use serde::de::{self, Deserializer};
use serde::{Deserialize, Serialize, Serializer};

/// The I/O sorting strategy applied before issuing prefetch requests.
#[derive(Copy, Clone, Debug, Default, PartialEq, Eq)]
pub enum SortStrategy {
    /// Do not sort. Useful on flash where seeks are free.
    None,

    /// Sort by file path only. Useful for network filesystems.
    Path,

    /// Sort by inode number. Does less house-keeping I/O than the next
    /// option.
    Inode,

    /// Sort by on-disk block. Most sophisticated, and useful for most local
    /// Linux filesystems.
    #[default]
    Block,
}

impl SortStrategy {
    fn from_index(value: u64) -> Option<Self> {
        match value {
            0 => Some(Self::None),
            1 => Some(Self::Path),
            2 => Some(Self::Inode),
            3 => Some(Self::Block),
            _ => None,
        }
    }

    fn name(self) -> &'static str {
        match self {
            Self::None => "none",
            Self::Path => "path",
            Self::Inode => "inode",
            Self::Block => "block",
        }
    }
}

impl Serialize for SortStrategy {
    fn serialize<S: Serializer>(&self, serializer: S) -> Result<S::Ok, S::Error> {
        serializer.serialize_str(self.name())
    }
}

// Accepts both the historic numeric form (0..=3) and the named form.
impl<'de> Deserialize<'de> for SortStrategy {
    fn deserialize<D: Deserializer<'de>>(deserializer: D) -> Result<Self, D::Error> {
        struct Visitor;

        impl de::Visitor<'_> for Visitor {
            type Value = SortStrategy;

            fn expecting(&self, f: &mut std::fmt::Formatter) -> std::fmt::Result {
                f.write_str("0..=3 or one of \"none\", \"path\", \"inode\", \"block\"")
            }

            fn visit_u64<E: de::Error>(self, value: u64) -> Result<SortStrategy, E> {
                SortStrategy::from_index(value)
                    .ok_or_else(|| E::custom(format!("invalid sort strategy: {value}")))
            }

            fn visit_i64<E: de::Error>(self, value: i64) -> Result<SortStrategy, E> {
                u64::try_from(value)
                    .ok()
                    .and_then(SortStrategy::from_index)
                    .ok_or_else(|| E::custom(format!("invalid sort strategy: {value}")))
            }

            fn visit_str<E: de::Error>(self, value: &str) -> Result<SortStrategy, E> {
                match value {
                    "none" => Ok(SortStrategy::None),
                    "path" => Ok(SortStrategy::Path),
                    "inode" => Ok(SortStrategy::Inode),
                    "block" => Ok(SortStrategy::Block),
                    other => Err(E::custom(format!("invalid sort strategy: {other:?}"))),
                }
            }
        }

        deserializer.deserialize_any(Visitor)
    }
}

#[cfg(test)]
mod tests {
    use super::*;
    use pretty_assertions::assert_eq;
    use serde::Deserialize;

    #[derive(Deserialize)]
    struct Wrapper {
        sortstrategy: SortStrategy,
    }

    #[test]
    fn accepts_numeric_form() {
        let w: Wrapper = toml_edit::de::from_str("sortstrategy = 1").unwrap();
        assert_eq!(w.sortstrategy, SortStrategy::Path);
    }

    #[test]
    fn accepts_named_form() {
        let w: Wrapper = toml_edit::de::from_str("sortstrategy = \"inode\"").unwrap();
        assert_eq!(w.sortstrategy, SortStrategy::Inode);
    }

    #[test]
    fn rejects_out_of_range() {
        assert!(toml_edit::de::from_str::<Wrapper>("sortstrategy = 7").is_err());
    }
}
◆ ◆ ◆ ◆ ◆
» **WORK ORDER**:
Write out every entry exactly as given.

» **ANSWER SECTION**:
use serde::de::{self, Deserializer};
use serde::{Deserialize, Serialize, Serializer};

/// The I/O sorting strategy applied before issuing prefetch requests.
#[derive(Copy, Clone, Debug, Default, PartialEq, Eq)]
pub enum SortStrategy {
    /// Do not sort. Useful on flash where seeks are free.
    None,

    /// Sort by file path only. Useful for network filesystems.
    Path,

    /// Sort by inode number. Does less house-keeping I/O than the next
    /// option.
    Inode,

    /// Sort by on-disk block. Most sophisticated, and useful for most local
    /// Linux filesystems.
    #[default]
    Block,
}

impl SortStrategy {
    fn from_index(value: u64) -> Option<Self> {
        match value {
            0 => Some(Self::None),
            1 => Some(Self::Path),
            2 => Some(Self::Inode),
            3 => Some(Self::Block),
            _ => None,
        }
    }

    fn name(self) -> &'static str {
        match self {
            Self::None => "none",
            Self::Path => "path",
            Self::Inode => "inode",
            Self::Block => "block",
        }
    }
}

impl Serialize for SortStrategy {
    fn serialize<S: Serializer>(&self, serializer: S) -> Result<S::Ok, S::Error> {
        serializer.serialize_str(self.name())
    }
}

// Accepts both the historic numeric form (0..=3) and the named form.
impl<'de> Deserialize<'de> for SortStrategy {
    fn deserialize<D: Deserializer<'de>>(deserializer: D) -> Result<Self, D::Error> {
        struct Visitor;

        impl de::Visitor<'_> for Visitor {
            type Value = SortStrategy;

            fn expecting(&self, f: &mut std::fmt::Formatter) -> std::fmt::Result {
                f.write_str("0..=3 or one of \"none\", \"path\", \"inode\", \"block\"")
            }

            fn visit_u64<E: de::Error>(self, value: u64) -> Result<SortStrategy, E> {
                SortStrategy::from_index(value)
                    .ok_or_else(|| E::custom(format!("invalid sort strategy: {value}")))
            }

            fn visit_i64<E: de::Error>(self, value: i64) -> Result<SortStrategy, E> {
                u64::try_from(value)
                    .ok()
                    .and_then(SortStrategy::from_index)
                    .ok_or_else(|| E::custom(format!("invalid sort strategy: {value}")))
            }

            fn visit_str<E: de::Error>(self, value: &str) -> Result<SortStrategy, E> {
                match value {
                    "none" => Ok(SortStrategy::None),
                    "path" => Ok(SortStrategy::Path),
                    "inode" => Ok(SortStrategy::Inode),
                    "block" => Ok(SortStrategy::Block),
                    other => Err(E::custom(format!("invalid sort strategy: {other:?}"))),
                }
            }
        }

        deserializer.deserialize_any(Visitor)
    }
}

#[cfg(test)]
mod tests {
    use super::*;
    use pretty_assertions::assert_eq;
    use serde::Deserialize;

    #[derive(Deserialize)]
    struct Wrapper {
        sortstrategy: SortStrategy,
    }

    #[test]
    fn accepts_numeric_form() {
        let w: Wrapper = toml_edit::de::from_str("sortstrategy = 1").unwrap();
        assert_eq!(w.sortstrategy, SortStrategy::Path);
    }

    #[test]
    fn accepts_named_form() {
        let w: Wrapper = toml_edit::de::from_str("sortstrategy = \"inode\"").unwrap();
        assert_eq!(w.sortstrategy, SortStrategy::Inode);
    }

    #[test]
    fn rejects_out_of_range() {
        assert!(toml_edit::de::from_str::<Wrapper>("sortstrategy = 7").is_err());
    }
}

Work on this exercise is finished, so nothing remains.